## Task item
Copy out the entries below exactly as they stand, but only from the line containing "Pluggable per-file actions." through the line containing "#[async_trait]".

[Start of Attachment]

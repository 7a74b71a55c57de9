//! Pluggable per-file actions.
//!
//! An action decides whether it applies to an entry and then produces a result.
//! Actions never touch the underlying storage; their results only live in the
//! metadata store and the view.

pub mod detect;
pub mod registry;
pub mod rename;

use async_trait::async_trait;
use serde::{Deserialize, Serialize};
use std::fmt;

use super::entry::Entry;
use super::error::CoreError;
use super::metadata::EntryMetadata;
use crate::utils::file_detection::Detection;

pub use detect::DetectAction;
pub use registry::{ActionDescriptor, ActionRegistry};
pub use rename::RenameAction;

/// The display name a file takes after an extension-append action.
#[derive(Debug, Clone, PartialEq, Eq, Serialize, Deserialize)]
pub struct RenameResult {
    pub new_name: String,
}

pub type DetectionResult = Detection;

/// What a successful action execution produced.
#[derive(Debug, Clone, PartialEq, Eq, Serialize, Deserialize)]
#[serde(tag = "kind", rename_all = "snake_case")]
pub enum ActionOutcome {
    Renamed(RenameResult),
    Detected(DetectionResult),
}

#[async_trait]
pub trait Action: Send + Sync + fmt::Debug {
    /// Registry key, e.g. `.md` or `detect`.
    fn id(&self) -> &str;

    /// Human readable label.
    fn label(&self) -> &str;

    /// `display_name` is the name currently shown for the entry, which may
    /// already carry an earlier rename.
    fn should_apply(&self, entry: &dyn Entry, display_name: &str) -> bool;

    async fn execute(
        &self,
        entry: &dyn Entry,
        current: Option<&EntryMetadata>,
    ) -> Result<ActionOutcome, CoreError>;
}
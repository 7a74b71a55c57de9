//! Per-path store of action results.
//!
//! Results are keyed by an entry's `full_path` and outlive any rendered view,
//! so a view that is rebuilt (collapse, re-expand, filter change) picks them
//! up again instead of recomputing them.

use serde::{Deserialize, Serialize};
use std::collections::HashMap;

use super::actions::ActionOutcome;
use super::runner::ResultSink;
use crate::utils::file_detection::Detection;

/// Computed results for one path.
#[derive(Debug, Clone, Default, PartialEq, Eq, Serialize, Deserialize)]
pub struct EntryMetadata {
    pub new_name: Option<String>,
    pub detection: Option<Detection>,
}

impl EntryMetadata {
    /// Merges an outcome. Renames and detections are independent.
    pub fn apply(&mut self, outcome: &ActionOutcome) {
        match outcome {
            ActionOutcome::Renamed(rename) => self.new_name = Some(rename.new_name.clone()),
            ActionOutcome::Detected(detection) => self.detection = Some(*detection),
        }
    }

    pub fn is_empty(&self) -> bool {
        self.new_name.is_none() && self.detection.is_none()
    }
}

/// The renamed name if there is one, otherwise `original`.
pub fn effective_name<'a>(original: &'a str, metadata: Option<&'a EntryMetadata>) -> &'a str {
    metadata
        .and_then(|m| m.new_name.as_deref())
        .unwrap_or(original)
}

#[derive(Debug, Clone, Default)]
pub struct MetadataStore {
    entries: HashMap<String, EntryMetadata>,
}

impl MetadataStore {
    pub fn get(&self, full_path: &str) -> Option<&EntryMetadata> {
        self.entries.get(full_path)
    }

    /// Adds or overwrites the result of an action for a path.
    pub fn record(&mut self, full_path: &str, outcome: &ActionOutcome) -> &EntryMetadata {
        let metadata = self.entries.entry(full_path.to_string()).or_default();
        metadata.apply(outcome);
        metadata
    }

    pub fn effective_name<'a>(&'a self, full_path: &str, original: &'a str) -> &'a str {
        effective_name(original, self.get(full_path))
    }

    pub fn clear(&mut self) {
        if !self.entries.is_empty() {
            tracing::debug!("Clearing {} metadata entries", self.entries.len());
        }
        self.entries.clear();
    }

    pub fn len(&self) -> usize {
        self.entries.len()
    }

    pub fn is_empty(&self) -> bool {
        self.entries.is_empty()
    }

    pub fn renamed_count(&self) -> usize {
        self.entries.values().filter(|m| m.new_name.is_some()).count()
    }

    pub fn iter(&self) -> impl Iterator<Item = (&String, &EntryMetadata)> {
        self.entries.iter()
    }
}

impl ResultSink for MetadataStore {
    fn current(&self, full_path: &str) -> Option<EntryMetadata> {
        self.get(full_path).cloned()
    }

    fn record(&mut self, full_path: &str, outcome: &ActionOutcome) {
        MetadataStore::record(self, full_path, outcome);
    }
}

#[cfg(test)]
mod tests {
    use super::*;
    use crate::core::actions::RenameResult;
    use crate::utils::file_detection::sniff;

    fn renamed(name: &str) -> ActionOutcome {
        ActionOutcome::Renamed(RenameResult {
            new_name: name.to_string(),
        })
    }

    #[test]
    fn test_rename_and_detection_are_merged() {
        let mut store = MetadataStore::default();
        store.record("/a/b.txt", &renamed("b.txt.md"));
        store.record("/a/b.txt", &ActionOutcome::Detected(sniff(b"x\n")));

        let meta = store.get("/a/b.txt").unwrap();
        assert_eq!(meta.new_name.as_deref(), Some("b.txt.md"));
        assert!(meta.detection.is_some());
        assert_eq!(store.len(), 1);
    }

    #[test]
    fn test_later_result_overwrites() {
        let mut store = MetadataStore::default();
        store.record("/f", &renamed("f.md"));
        store.record("/f", &renamed("f.txt"));
        assert_eq!(store.effective_name("/f", "f"), "f.txt");
    }

    #[test]
    fn test_effective_name_falls_back_to_original() {
        let store = MetadataStore::default();
        assert_eq!(store.effective_name("/missing", "missing"), "missing");
        assert_eq!(effective_name("x", None), "x");
    }

    #[test]
    fn test_clear_empties_the_store() {
        let mut store = MetadataStore::default();
        store.record("/f", &renamed("f.md"));
        store.clear();
        assert!(store.is_empty());
        assert!(store.get("/f").is_none());
    }
}
//! Contains helper functions to reduce boilerplate code in other `app` modules.

use std::sync::{Arc, Mutex, MutexGuard, PoisonError};

use super::events::UserEvent;
use super::proxy::EventProxy;
use super::state::AppState;
use super::view_model::generate_ui_state;
use crate::config::settings::save_config;

/// Locks the state. A panic in another holder does not leave the state
/// unusable, so a poisoned lock is recovered.
pub fn lock_state(state: &Arc<Mutex<AppState>>) -> MutexGuard<'_, AppState> {
    state.lock().unwrap_or_else(PoisonError::into_inner)
}

/// A helper function that locks the `AppState`, performs a mutation,
/// and then automatically sends a `StateUpdate` event to the UI.
///
/// This significantly reduces boilerplate in the command handlers.
pub fn with_state_and_notify<F, R, P: EventProxy>(
    state: &Arc<Mutex<AppState>>,
    proxy: &P,
    update_fn: F,
) -> R
where
    F: FnOnce(&mut AppState) -> R,
{
    let mut state_guard = lock_state(state);

    // Execute the specific mutation logic
    let result = update_fn(&mut state_guard);

    // Generate the new UI state and send the event
    let ui_state = generate_ui_state(&state_guard);
    proxy.send_event(UserEvent::StateUpdate(Box::new(ui_state)));

    result
}

/// Sends a `StateUpdate` for the current state without changing it.
pub fn notify<P: EventProxy>(state: &Arc<Mutex<AppState>>, proxy: &P) {
    with_state_and_notify(state, proxy, |_| ());
}

/// Writes the configuration to `state.config_path`, if one is set.
pub fn persist_config(state: &AppState) {
    let Some(path) = state.config_path.as_deref() else {
        return;
    };
    if let Err(e) = save_config(&state.config, Some(path)) {
        tracing::error!("Failed to save config: {}", e);
    }
}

[End of Attachment]

## Expected answer
//! Pluggable per-file actions.
//!
//! An action decides whether it applies to an entry and then produces a result.
//! Actions never touch the underlying storage; their results only live in the
//! metadata store and the view.

pub mod detect;
pub mod registry;
pub mod rename;

use async_trait::async_trait;
use serde::{Deserialize, Serialize};
use std::fmt;

use super::entry::Entry;
use super::error::CoreError;
use super::metadata::EntryMetadata;
use crate::utils::file_detection::Detection;

pub use detect::DetectAction;
pub use registry::{ActionDescriptor, ActionRegistry};
pub use rename::RenameAction;

/// The display name a file takes after an extension-append action.
#[derive(Debug, Clone, PartialEq, Eq, Serialize, Deserialize)]
pub struct RenameResult {
    pub new_name: String,
}

pub type DetectionResult = Detection;

/// What a successful action execution produced.
#[derive(Debug, Clone, PartialEq, Eq, Serialize, Deserialize)]
#[serde(tag = "kind", rename_all = "snake_case")]
pub enum ActionOutcome {
    Renamed(RenameResult),
    Detected(DetectionResult),
}

#[async_trait]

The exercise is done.